My bullet journal isn't a mental health cure. But...

This year, I decided it would be a good chance to try and pick up bullet journalling again. I've tried this before so it would be my second attempt. Way back in, uh, let me see...
In 2018. Yeesh.
Seven years on, and I'd thought I'd try it again. However, I had a quick look back to see if there was anything I did wrong and if I could fix it in this year. I noticed a lot of blank gaps between dates where I seemed to forget that my journal actually existed. I remember it feeling like a chore at times, where I forced myself to write in it at the start and end of the day, so that no task was missed.
And it was indeed a completely task-focused, productivity, life hacking piece of work. It seemed to be devoid of any creativity or fun. The only times that I strayed from this was to do some system diagrams for my work. This removed any kind of fun or personality from the journal. Any time I was using it, it felt like I had to think purely about getting things done and admonishing myself for not completing my tasks or migrating bullets from one day to another.
Turns out when you have a mental health condition, punishing yourself for not being at capacity every day is not very helpful for your recovery! What has helped build journalling into my everyday habits, then?

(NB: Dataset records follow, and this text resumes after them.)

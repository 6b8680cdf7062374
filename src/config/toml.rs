//! TOML configuration file parsing

use super::*;
use crate::config::cli::Cli;
use anyhow::{Context, Result};
use std::fs;
use std::path::Path;

/// Parse TOML configuration file
pub fn parse_toml_file(path: &Path) -> Result<HostConfig> {
    let contents = fs::read_to_string(path)
        .with_context(|| format!("Failed to read config file: {}", path.display()))?;

    parse_toml_string(&contents)
        .with_context(|| format!("Failed to parse config file: {}", path.display()))
}

/// Parse TOML configuration from string
pub fn parse_toml_string(contents: &str) -> Result<HostConfig> {
    let config: HostConfig = ::toml::from_str(contents)
        .context("Failed to parse TOML configuration")?;

    Ok(config)
}

/// Parse client connect options from a TOML string
pub fn parse_connect_options(contents: &str) -> Result<ConnectOptions> {
    ::toml::from_str(contents).context("Failed to parse connect options")
}

/// Merge CLI arguments with TOML configuration (CLI takes precedence)
pub fn merge_cli_with_config(cli: &Cli, mut config: HostConfig) -> HostConfig {
    if let Some(listen) = cli.listen {
        config.listen = listen;
    }
    if let Some(advertise) = cli.advertise {
        config.advertise = Some(advertise);
    }
    if let Some(ref dir) = cli.package_dir {
        config.package_dir = dir.clone();
    }
    if let Some(ref dir) = cli.exec_dir {
        config.exec_dir = dir.clone();
    }
    if let Some(ref dir) = cli.socket_dir {
        config.socket_dir = dir.clone();
    }
    if cli.in_process {
        config.run_local_in_process = true;
    }
    if let Some(count) = cli.logical_processors {
        config.logical_processors = Some(count);
    }

    config
}

/// Build the host configuration from CLI arguments and the optional config file
pub fn load_host_config(cli: &Cli) -> Result<HostConfig> {
    let config = match cli.config {
        Some(ref path) => parse_toml_file(path)?,
        None => HostConfig::default(),
    };
    Ok(merge_cli_with_config(cli, config))
}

I lack object permanence, just like a dog
It seems like if an item isn't in my direct line of sight, it doesn't really exist. This could not be more true for my bullet journal. If it's in my bag, or in a cabinet or shelf, I just forget to write entries for days or weeks! The trick I've found is to build the habit of having it open on my desk whenever I'm there. Whenever I go to take a sip of water or check my phone, my open journal and pen are sitting there. It invites me to write. As I build the habit of just having the journal ready, the habit of writing inside it is automatic since it's something I want to do anyway. I just normally forget!
Especially when you're neurodivergent, it's really important to try and bring down the friction of building a habit as much as you can. We often have so many things on our plates at once and so many thoughts whizzing around, it's all too easy to just forget stuff or not do little habits. Reducing the friction means that you don't really need to remember so much, you can just do it.
It's not just about tasks
My bullet journal isn't just limited to the things I need to do at a daily, monthly or yearly level. I've started including modules (sections in the journal) dedicated for specific projects or events. I have a double page spread for my Facial Feminisation Surgery back in February this year, for example. And I keep a module for taking notes on a book I'm reading and find really interesting.
Sometimes I'll detour and end up writing a couple of pages about my feelings on social media, or dealing with current events. These can be really interesting to read back on. These will look like a bit more of a classic diary. Putting pen to paper I think really helps me get complex or difficult feelings off my chest, without doing what I normally did (vent on Bluesky or other social media). It can be kinda self soothing and self validating, to reassure yourself and to listen to yourself. At least sometimes.
Throughout the day I'll also use dashed bullets (-
) to record brief thoughts or feelings to get an idea of my brain state on that given day. If I notice something a bit off on my mood tracker (I use the How We Feel app) or energy tracker (Visible), I can simply go back to that day in my journal and see what was happening. I also use various dashes for music, artists, albums that really spoke to me, or even if I drank a coffee that I thought was really interesting.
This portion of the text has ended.